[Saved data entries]
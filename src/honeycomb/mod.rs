//! Collections API module
//!
//! This module wraps the read-only honeycomb API:
//! - Listing collections
//! - Listing a collection's pages, showcases and items
//! - Reading a collection's metadata configuration

mod fetcher;
mod models;

pub use fetcher::{build_http_client, fetch_json, fetch_text};
pub use models::{
    decode_each, Collection, CollectionConfig, Decoded, InvalidRecord, Listing, Media,
    ResourceKind, SubResourceRecord, IMAGE_OBJECT,
};

use crate::Result;
use reqwest::Client;
use serde_json::Value;

/// Client for the collections API
#[derive(Debug, Clone)]
pub struct HoneycombApi {
    client: Client,
    /// API base URL (ends with '/')
    base_url: String,
}

impl HoneycombApi {
    /// Creates an API client rooted at `base_url`
    pub fn new(client: Client, base_url: impl Into<String>) -> Self {
        Self {
            client,
            base_url: base_url.into(),
        }
    }

    /// URL of the collection list
    pub fn collections_url(&self) -> String {
        format!("{}v1/collections", self.base_url)
    }

    /// Fetches every collection
    ///
    /// # Returns
    ///
    /// * `Ok(Decoded<Collection>)` - Collections in source order, plus the
    ///   entries that could not be decoded
    /// * `Err(SitemapError)` - Network or status failure, or a body that is
    ///   not a JSON array
    pub async fn fetch_collections(&self) -> Result<Decoded<Collection>> {
        let url = self.collections_url();
        let values: Vec<Value> = fetch_json(&self.client, &url).await?;
        Ok(decode_each(values, &url))
    }

    /// Fetches one sub-resource listing of a collection
    pub async fn fetch_listing(&self, collection: &Collection, kind: ResourceKind) -> Result<Listing> {
        fetch_json(&self.client, &collection.resource_url(kind)).await
    }

    /// Fetches a collection's metadata configuration
    pub async fn fetch_config(&self, url: &str) -> Result<CollectionConfig> {
        fetch_json(&self.client, url).await
    }
}
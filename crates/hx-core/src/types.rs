//! Core domain types

use rand::RngCore;
use serde::{Deserialize, Serialize};
use std::fmt;

/// Length in bytes of a generated run id before hex encoding
const RUN_ID_BYTES: usize = 8;

/// Identifier of one client process, stable across its reconnects
#[derive(Debug, Clone, PartialEq, Eq, Hash, PartialOrd, Ord, Serialize, Deserialize)]
pub struct RunId(pub String);

impl RunId {
    /// Create a run id from an existing string
    pub fn new(id: impl Into<String>) -> Self {
        Self(id.into())
    }

    /// Get the raw id string
    pub fn as_str(&self) -> &str {
        &self.0
    }

    pub fn is_empty(&self) -> bool {
        self.0.is_empty()
    }
}

impl fmt::Display for RunId {
    fn fmt(&self, f: &mut fmt::Formatter<'_>) -> fmt::Result {
        write!(f, "{}", self.0)
    }
}

impl From<String> for RunId {
    fn from(s: String) -> Self {
        Self(s)
    }
}

impl From<&str> for RunId {
    fn from(s: &str) -> Self {
        Self(s.to_string())
    }
}

/// Generate a fresh random run id (16 lowercase hex characters)
pub fn new_run_id() -> Result<RunId, rand::Error> {
    let mut buf = [0u8; RUN_ID_BYTES];
    rand::rngs::OsRng.try_fill_bytes(&mut buf)?;
    Ok(RunId(hex::encode(buf)))
}

/// A duplex byte stream.
///
/// Trait objects can only have a single non-auto principal trait, so
/// `AsyncRead + AsyncWrite` is wrapped into one.
pub trait AsyncStream: tokio::io::AsyncRead + tokio::io::AsyncWrite {}
impl<T> AsyncStream for T where T: tokio::io::AsyncRead + tokio::io::AsyncWrite + ?Sized {}

/// Any transport (TCP, in-process pipe, multiplexed substream) once accepted
pub type BoxedStream = Box<dyn AsyncStream + Unpin + Send>;

/// Local machine identity reported at login
#[derive(Debug, Clone, PartialEq, Eq)]
pub struct HostInfo {
    pub hostname: String,
    pub os: String,
    pub arch: String,
}

impl HostInfo {
    /// Detect the current host
    pub fn detect() -> Self {
        Self {
            hostname: gethostname::gethostname().to_string_lossy().into_owned(),
            os: std::env::consts::OS.to_string(),
            arch: std::env::consts::ARCH.to_string(),
        }
    }
}

#[cfg(test)]
mod tests {
    use super::*;

    #[test]
    fn test_new_run_id_format() {
        let id = new_run_id().unwrap();
        assert_eq!(id.as_str().len(), RUN_ID_BYTES * 2);
        assert!(id.as_str().chars().all(|c| c.is_ascii_hexdigit()));
    }

    #[test]
    fn test_new_run_id_unique() {
        let a = new_run_id().unwrap();
        let b = new_run_id().unwrap();
        assert_ne!(a, b);
    }

    #[test]
    fn test_run_id_display() {
        assert_eq!(format!("{}", RunId::from("abc123")), "abc123");
    }
}
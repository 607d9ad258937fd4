//! Server-side proxies
//!
//! A proxy accepts user connections (public TCP for `tcp`, visitor streams
//! for `stcp`) and bridges each one to the owning client through a work
//! connection.

mod registry;
mod stcp;
mod tcp;

pub use registry::ProxyRegistry;
pub use stcp::start_stcp_proxy;
pub use tcp::start_tcp_proxy;

use std::net::SocketAddr;
use std::sync::{Arc, Weak};

use async_trait::async_trait;
use tokio::task::JoinHandle;
use tokio_util::sync::CancellationToken;

use hx_core::BoxedStream;
use hx_protocol::{write_message, ProxyType, StartWorkConnection};

use crate::error::ServerError;
use crate::visitor::VisitorManager;

/// Source of work connections for a proxy's user connections
#[async_trait]
pub trait WorkConnProvider: Send + Sync {
    async fn request_work_connection(&self) -> Result<BoxedStream, ServerError>;
}

/// A running server proxy owned by one control session
pub struct ServerProxy {
    name: String,
    proxy_type: ProxyType,
    remote_addr: String,
    cancel: CancellationToken,
    task: JoinHandle<()>,
    visitors: Option<Arc<VisitorManager>>,
}

impl ServerProxy {
    pub fn name(&self) -> &str {
        &self.name
    }

    pub fn proxy_type(&self) -> ProxyType {
        self.proxy_type
    }

    /// Public address reported to the client
    pub fn remote_addr(&self) -> &str {
        &self.remote_addr
    }

    /// Stop accepting user connections.
    ///
    /// The returned handle completes once the accept task has released its
    /// listener. Connections already bridged keep running.
    pub fn close(self) -> JoinHandle<()> {
        self.cancel.cancel();
        if let Some(visitors) = &self.visitors {
            visitors.close_listener(&self.name);
        }
        tracing::debug!("Proxy [{}] closed", self.name);
        self.task
    }
}

impl std::fmt::Debug for ServerProxy {
    fn fmt(&self, f: &mut std::fmt::Formatter<'_>) -> std::fmt::Result {
        f.debug_struct("ServerProxy")
            .field("name", &self.name)
            .field("proxy_type", &self.proxy_type)
            .field("remote_addr", &self.remote_addr)
            .finish()
    }
}

/// Bridge one user connection through a fresh work connection
pub(crate) async fn handle_user_connection(
    provider: Weak<dyn WorkConnProvider>,
    proxy_name: String,
    mut user_conn: BoxedStream,
    src: Option<SocketAddr>,
    dst: Option<SocketAddr>,
) {
    let Some(session) = provider.upgrade() else {
        tracing::debug!("Proxy [{}] lost its control session", proxy_name);
        return;
    };

    let mut work_conn = match session.request_work_connection().await {
        Ok(conn) => conn,
        Err(e) => {
            tracing::warn!("Proxy [{}] failed to get work connection: {}", proxy_name, e);
            return;
        }
    };
    drop(session);

    let start = StartWorkConnection {
        proxy_name: proxy_name.clone(),
        src_addr: src.map(|a| a.ip().to_string()).unwrap_or_default(),
        src_port: src.map(|a| a.port()).unwrap_or_default(),
        dst_addr: dst.map(|a| a.ip().to_string()).unwrap_or_default(),
        dst_port: dst.map(|a| a.port()).unwrap_or_default(),
        error: String::new(),
    };
    if let Err(e) = write_message(&mut work_conn, &start.into()).await {
        tracing::warn!("Proxy [{}] failed to start work connection: {}", proxy_name, e);
        return;
    }

    match tokio::io::copy_bidirectional(&mut user_conn, &mut work_conn).await {
        Ok((to_client, to_user)) => tracing::debug!(
            "Proxy [{}] user connection done: {} bytes in, {} bytes out",
            proxy_name,
            to_client,
            to_user
        ),
        Err(e) => tracing::debug!("Proxy [{}] user connection error: {}", proxy_name, e),
    }
}
//! Local listeners for secret (`stcp`) proxies
//!
//! Each visitor listens locally. Every accepted connection is carried to the
//! server on its own stream, signed with the proxy's secret key, and bridged
//! to the owning client's local service from there.

use std::sync::Arc;

use parking_lot::Mutex;
use tokio::net::{TcpListener, TcpStream};
use tokio_util::sync::CancellationToken;

use hx_core::config::VisitorConfig;

use crate::connector::Connector;
use crate::error::ClientError;

/// The client's current run id, shared with visitors so the server can
/// resolve the visiting user
pub type SharedRunId = Arc<Mutex<String>>;

pub struct StcpVisitor {
    config: VisitorConfig,
    connector: Arc<Connector>,
    run_id: SharedRunId,
    listener: TcpListener,
}

impl StcpVisitor {
    /// Bind the visitor's local address
    pub async fn bind(
        config: VisitorConfig,
        connector: Arc<Connector>,
        run_id: SharedRunId,
    ) -> Result<Self, ClientError> {
        let listener = TcpListener::bind(config.bind_address()).await?;
        tracing::info!(
            "Visitor [{}] for proxy [{}] listening on {}",
            config.name,
            config.server_name,
            listener.local_addr()?
        );
        Ok(Self {
            config,
            connector,
            run_id,
            listener,
        })
    }

    pub fn local_addr(&self) -> std::io::Result<std::net::SocketAddr> {
        self.listener.local_addr()
    }

    /// Accept local connections until cancelled
    pub async fn run(self, cancel: CancellationToken) {
        let this = Arc::new(self);
        loop {
            tokio::select! {
                _ = cancel.cancelled() => break,
                result = this.listener.accept() => match result {
                    Ok((socket, peer_addr)) => {
                        tracing::debug!("Visitor [{}] accepted {}", this.config.name, peer_addr);
                        tokio::spawn(Arc::clone(&this).handle_conn(socket));
                    }
                    Err(e) => {
                        tracing::warn!("Visitor [{}] accept failed: {}", this.config.name, e);
                    }
                }
            }
        }
        tracing::debug!("Visitor [{}] stopped", this.config.name);
    }

    async fn handle_conn(self: Arc<Self>, mut local: TcpStream) {
        let run_id = self.run_id.lock().clone();
        let mut remote = match self.connector.dial_visitor(&run_id, &self.config).await {
            Ok(stream) => stream,
            Err(e) => {
                tracing::warn!(
                    "Visitor [{}] failed to reach proxy [{}]: {}",
                    self.config.name,
                    self.config.server_name,
                    e
                );
                return;
            }
        };

        if let Err(e) = tokio::io::copy_bidirectional(&mut local, &mut remote).await {
            tracing::debug!("Visitor [{}] connection error: {}", self.config.name, e);
        }
    }
}

/// Bind and run every configured visitor
pub async fn start_visitors(
    configs: &[VisitorConfig],
    connector: &Arc<Connector>,
    run_id: &SharedRunId,
    cancel: &CancellationToken,
) -> Result<(), ClientError> {
    for config in configs {
        let visitor = StcpVisitor::bind(config.clone(), Arc::clone(connector), Arc::clone(run_id)).await?;
        tokio::spawn(visitor.run(cancel.clone()));
    }
    Ok(())
}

THE PROBLEM:
Look through the entries above and work out how many lines contain the string "Formatter". Give that number alone.

ANSWER AREA:
2